In this sketch, there are 2 pre-defined “virtual make ups” drawn on the user’s face using p5.js vertex function. The colour of the virtual make ups can be changed by the user when the eye is touched or “clicked”.

One important learning from this experiment is learning about the size of the drawings on the screen and user’s face. When I was programming this I created the shape of the virtual make ups based on my distance from the webcam at the time and although the virtual make up moves on the screen with the model, it currently does not resize itself to be proportional to the face. This is because I used absolute numbers with the x,y coordinates of the body parts to create the shape. For example, to start the drawing I used:
vertex(eyeL.x, eyeL.y-100);
vertex(eyeL.x-80, eyeL.y-100)
This will draw a line from Left Ear’s x-position to Left Ear’s (x-80)-position while keeping the y-position constant. Now if the user moves further from the screen, while the face looks smaller, the 80 & 100 remain constant and therefore the virtual make up takes over the entire face (Fig 5). In the future version I would use dynamic values to draw the shapes. For example, by calculating the distance between the ears to find the width of the face on the screen and using that as reference to calculate where to place the virtual make up.
Moving away from the screen makes the virtual make up take over the entire face.

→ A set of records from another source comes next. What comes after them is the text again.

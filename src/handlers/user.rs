use crate::models::*;
use crate::services::UserService;
use actix_web::{HttpResponse, ResponseError, Result, web};
use serde_json::json;

#[utoipa::path(
    get,
    path = "/users",
    tag = "users",
    params(
        ("page" = Option<u32>, Query, description = "페이지"),
        ("per_page" = Option<u32>, Query, description = "페이지당 개수"),
        ("status" = Option<String>, Query, description = "active/dormant/withdrawn"),
        ("keyword" = Option<String>, Query, description = "이름 또는 이메일")
    ),
    security(
        ("bearer_auth" = [])
    ),
    responses(
        (status = 200, description = "회원 목록"),
        (status = 401, description = "인증 필요")
    )
)]
pub async fn list_users(
    user_service: web::Data<UserService>,
    query: web::Query<UserQuery>,
) -> Result<HttpResponse> {
    match user_service.list(&query).await {
        Ok(response) => Ok(HttpResponse::Ok().json(json!({
            "success": true,
            "data": response
        }))),
        Err(e) => Ok(e.error_response()),
    }
}

#[utoipa::path(
    get,
    path = "/users/{id}",
    tag = "users",
    params(("id" = i64, Path, description = "회원 ID")),
    security(
        ("bearer_auth" = [])
    ),
    responses(
        (status = 200, description = "회원 상세 (배송지, 주문 통계 포함)", body = UserDetailResponse),
        (status = 404, description = "회원 없음")
    )
)]
pub async fn get_user(
    user_service: web::Data<UserService>,
    path: web::Path<i64>,
) -> Result<HttpResponse> {
    match user_service.get(path.into_inner()).await {
        Ok(response) => Ok(HttpResponse::Ok().json(json!({
            "success": true,
            "data": response
        }))),
        Err(e) => Ok(e.error_response()),
    }
}

#[utoipa::path(
    put,
    path = "/users/{id}",
    tag = "users",
    params(("id" = i64, Path, description = "회원 ID")),
    request_body = UpdateUserRequest,
    security(
        ("bearer_auth" = [])
    ),
    responses(
        (status = 200, description = "회원 수정", body = UserResponse),
        (status = 404, description = "회원 없음")
    )
)]
pub async fn update_user(
    user_service: web::Data<UserService>,
    path: web::Path<i64>,
    request: web::Json<UpdateUserRequest>,
) -> Result<HttpResponse> {
    match user_service
        .update(path.into_inner(), request.into_inner())
        .await
    {
        Ok(response) => Ok(HttpResponse::Ok().json(json!({
            "success": true,
            "data": response
        }))),
        Err(e) => Ok(e.error_response()),
    }
}

#[utoipa::path(
    patch,
    path = "/users/{id}/status",
    tag = "users",
    params(("id" = i64, Path, description = "회원 ID")),
    request_body = UpdateUserStatusRequest,
    security(
        ("bearer_auth" = [])
    ),
    responses(
        (status = 200, description = "회원 상태 변경", body = UserResponse),
        (status = 404, description = "회원 없음")
    )
)]
pub async fn update_user_status(
    user_service: web::Data<UserService>,
    path: web::Path<i64>,
    request: web::Json<UpdateUserStatusRequest>,
) -> Result<HttpResponse> {
    match user_service
        .update_status(path.into_inner(), request.status)
        .await
    {
        Ok(response) => Ok(HttpResponse::Ok().json(json!({
            "success": true,
            "data": response
        }))),
        Err(e) => Ok(e.error_response()),
    }
}

/// 실제 삭제 대신 탈퇴 처리
#[utoipa::path(
    delete,
    path = "/users/{id}",
    tag = "users",
    params(("id" = i64, Path, description = "회원 ID")),
    security(
        ("bearer_auth" = [])
    ),
    responses(
        (status = 200, description = "탈퇴 처리", body = UserResponse),
        (status = 404, description = "회원 없음")
    )
)]
pub async fn delete_user(
    user_service: web::Data<UserService>,
    path: web::Path<i64>,
) -> Result<HttpResponse> {
    match user_service.delete(path.into_inner()).await {
        Ok(response) => Ok(HttpResponse::Ok().json(json!({
            "success": true,
            "data": response
        }))),
        Err(e) => Ok(e.error_response()),
    }
}

pub fn user_config(cfg: &mut web::ServiceConfig) {
    cfg.service(
        web::scope("/users")
            .route("", web::get().to(list_users))
            .route("/{id}", web::get().to(get_user))
            .route("/{id}", web::put().to(update_user))
            .route("/{id}", web::delete().to(delete_user))
            .route("/{id}/status", web::patch().to(update_user_status)),
    );
}
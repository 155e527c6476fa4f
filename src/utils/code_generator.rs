use chrono::{DateTime, Utc};
use rand::Rng;

const CODE_ALPHABET: &[u8] = b"ABCDEFGHJKLMNPQRSTUVWXYZ23456789";

/// 쿠폰 코드 생성. 헷갈리는 문자(0, O, 1, I)는 쓰지 않는다.
pub fn generate_coupon_code(len: usize) -> String {
    let mut rng = rand::thread_rng();
    (0..len)
        .map(|_| CODE_ALPHABET[rng.gen_range(0..CODE_ALPHABET.len())] as char)
        .collect()
}

/// 주문번호: ORD + yyyymmddHHMMSS + 4자리 난수
pub fn generate_order_number(at: DateTime<Utc>) -> String {
    let mut rng = rand::thread_rng();
    format!("ORD{}{:04}", at.format("%Y%m%d%H%M%S"), rng.gen_range(0..10_000))
}

#[cfg(test)]
mod tests {
    use super::*;
    use chrono::TimeZone;

    #[test]
    fn test_generate_coupon_code() {
        let code = generate_coupon_code(10);
        assert_eq!(code.len(), 10);
        assert!(code.bytes().all(|b| CODE_ALPHABET.contains(&b)));
        assert!(crate::domain::normalize_coupon_code(&code).is_ok());
    }

    #[test]
    fn test_generate_order_number() {
        let at = Utc.with_ymd_and_hms(2025, 3, 1, 9, 30, 0).unwrap();
        let n = generate_order_number(at);
        assert!(n.starts_with("ORD20250301093000"));
        assert_eq!(n.len(), 3 + 14 + 4);
    }
}
use chrono::{DateTime, Utc};
use sea_orm::entity::prelude::*;

#[derive(Clone, Debug, PartialEq, DeriveEntityModel, Eq)]
#[sea_orm(table_name = "attachments")]
pub struct Model {
    #[sea_orm(primary_key)]
    pub id: i64,
    pub original_name: String,
    #[sea_orm(unique)]
    pub storage_key: String,
    pub content_type: String,
    pub size: i64,
    /// md5 hex
    pub checksum: String,
    pub created_at: DateTime<Utc>,
}

#[derive(Copy, Clone, Debug, EnumIter, DeriveRelation)]
pub enum Relation {}

impl ActiveModelBehavior for ActiveModel {}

Fig 5 – the size of the virtual make up is not dynamic in the current sketch

Part 3: Finger Painting

p5.js Present:

p5.js Editor:



Fig 6 Finger paint on the screen




This is a 2-in-1 sketch where both movement (scroll) and state change (click) are implemented. I started with Steve’s Makerspace useful video on how to create the functionality for finger painting on the screen, extended it to include random colours and clearing of the screen by bringing the thumb and index finger together. It was also important to create a state of “painting” vs. “not painting” so that the screen doesn’t get cleared unintentionally if the thumb and index fingers accidentally come close together while the user is painting on the screen.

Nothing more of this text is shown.